00:08:59 All targets inherit from a base target class, which manages how to fetch data with defined methods. Furthermore, all targets possess IDs to uniquely identify them. This is the data model I'm using throughout my talk.
00:09:27 For instance, a payment is associated with a merchant via a merchant ID. To illustrate what a target looks like, I will provide you with a stub that clarifies the type of data we expect, detailing how we retrieve this data.

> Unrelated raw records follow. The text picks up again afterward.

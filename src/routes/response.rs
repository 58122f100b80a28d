//! Response helpers shared by all routes

use bytes::Bytes;
use http_body_util::{BodyExt, Full};
use hyper::{Response, StatusCode};
use serde::Serialize;
use tracing::error;

use crate::types::ServiceError;

pub type BoxBody = http_body_util::combinators::BoxBody<Bytes, hyper::Error>;

/// Uniform error body: `{status, error, message}`
#[derive(Debug, Serialize)]
pub struct ErrorResponse {
    pub status: u16,
    pub error: Option<String>,
    pub message: String,
}

pub fn full_body(data: impl Into<Bytes>) -> BoxBody {
    Full::new(data.into())
        .map_err(|never| match never {})
        .boxed()
}

pub fn empty_body() -> BoxBody {
    Full::new(Bytes::new())
        .map_err(|never| match never {})
        .boxed()
}

pub fn json_response<T: Serialize>(status: StatusCode, body: &T) -> Response<BoxBody> {
    let json = serde_json::to_string(body).unwrap_or_else(|_| "{}".to_string());

    Response::builder()
        .status(status)
        .header("Content-Type", "application/json")
        .header("Access-Control-Allow-Origin", "*")
        .header("Access-Control-Allow-Methods", "GET, POST, DELETE, OPTIONS")
        .header("Access-Control-Allow-Headers", "Content-Type, Authorization, X-File-Name")
        .body(full_body(json))
        .unwrap()
}

pub fn error_response(
    status: StatusCode,
    error: Option<&str>,
    message: impl Into<String>,
) -> Response<BoxBody> {
    json_response(
        status,
        &ErrorResponse {
            status: status.as_u16(),
            error: error.map(str::to_string),
            message: message.into(),
        },
    )
}

/// Render a service error without exposing internal detail
pub fn service_error_response(err: ServiceError) -> Response<BoxBody> {
    let status = err.status_code();
    match err {
        ServiceError::BadRequest(message) => error_response(status, None, message),
        ServiceError::Forbidden(message) | ServiceError::Auth(message) => {
            error_response(status, Some("forbidden"), message)
        }
        ServiceError::NotFound(message) => error_response(status, Some("not_found"), message),
        ServiceError::Conflict(message) => error_response(status, Some("conflict"), message),
        ServiceError::PayloadTooLarge(message) => {
            error_response(status, Some("payload_too_large"), message)
        }
        ServiceError::Database(detail)
        | ServiceError::Internal(detail)
        | ServiceError::Config(detail) => {
            error!("Request failed: {}", detail);
            error_response(status, Some("internal"), "Internal server error")
        }
    }
}

pub fn not_found_response(path: &str) -> Response<BoxBody> {
    error_response(
        StatusCode::NOT_FOUND,
        Some("not_found"),
        format!("No route for {}", path),
    )
}

pub fn method_not_allowed() -> Response<BoxBody> {
    error_response(
        StatusCode::METHOD_NOT_ALLOWED,
        Some("method_not_allowed"),
        "Method not allowed",
    )
}

pub fn cors_preflight() -> Response<BoxBody> {
    Response::builder()
        .status(StatusCode::NO_CONTENT)
        .header("Access-Control-Allow-Origin", "*")
        .header("Access-Control-Allow-Methods", "GET, POST, DELETE, OPTIONS")
        .header("Access-Control-Allow-Headers", "Content-Type, Authorization, X-File-Name")
        .header("Access-Control-Max-Age", "86400")
        .body(empty_body())
        .unwrap()
}

#[cfg(test)]
mod tests {
    use super::*;

    async fn body_json(response: Response<BoxBody>) -> serde_json::Value {
        let bytes = response.into_body().collect().await.unwrap().to_bytes();
        serde_json::from_slice(&bytes).unwrap()
    }

    #[tokio::test]
    async fn test_error_shape() {
        let response = error_response(StatusCode::FORBIDDEN, None, "No token given");
        assert_eq!(response.status(), StatusCode::FORBIDDEN);
        assert_eq!(
            body_json(response).await,
            serde_json::json!({ "status": 403, "error": null, "message": "No token given" })
        );
    }

    #[tokio::test]
    async fn test_internal_detail_hidden() {
        let response =
            service_error_response(ServiceError::Database("disk I/O error at /var/db".into()));
        assert_eq!(response.status(), StatusCode::INTERNAL_SERVER_ERROR);

        let json = body_json(response).await;
        assert_eq!(json["message"], "Internal server error");
        assert!(!json.to_string().contains("/var/db"));
    }
}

00:09:59 Here's one for a merchant client, which interacts with my stub. The stub has a field called ‘store name.’ The same goes for the payment, which shares a similar structure with an additional field for the merchant.
00:10:26 It either memorizes the merchant or retrieves it since the merchant is already a target itself. We can easily pull that information using a lookup API.
00:10:56 Now let’s write a GraphQL API for our data model. The data needs to be structured like a graph, which means that it enters through a GraphQL controller.
00:11:21 I want to emphasize that your GraphQL controller can coexist alongside your REST controllers. If some parts of your system are still RESTful, that’s perfectly acceptable.
00:11:46 The first request is to identify whether it’s a query or mutation. We will be focusing primarily on read operations today. After categorizing the request as either payment or merchant, we resolve each field until we reach the leaf nodes.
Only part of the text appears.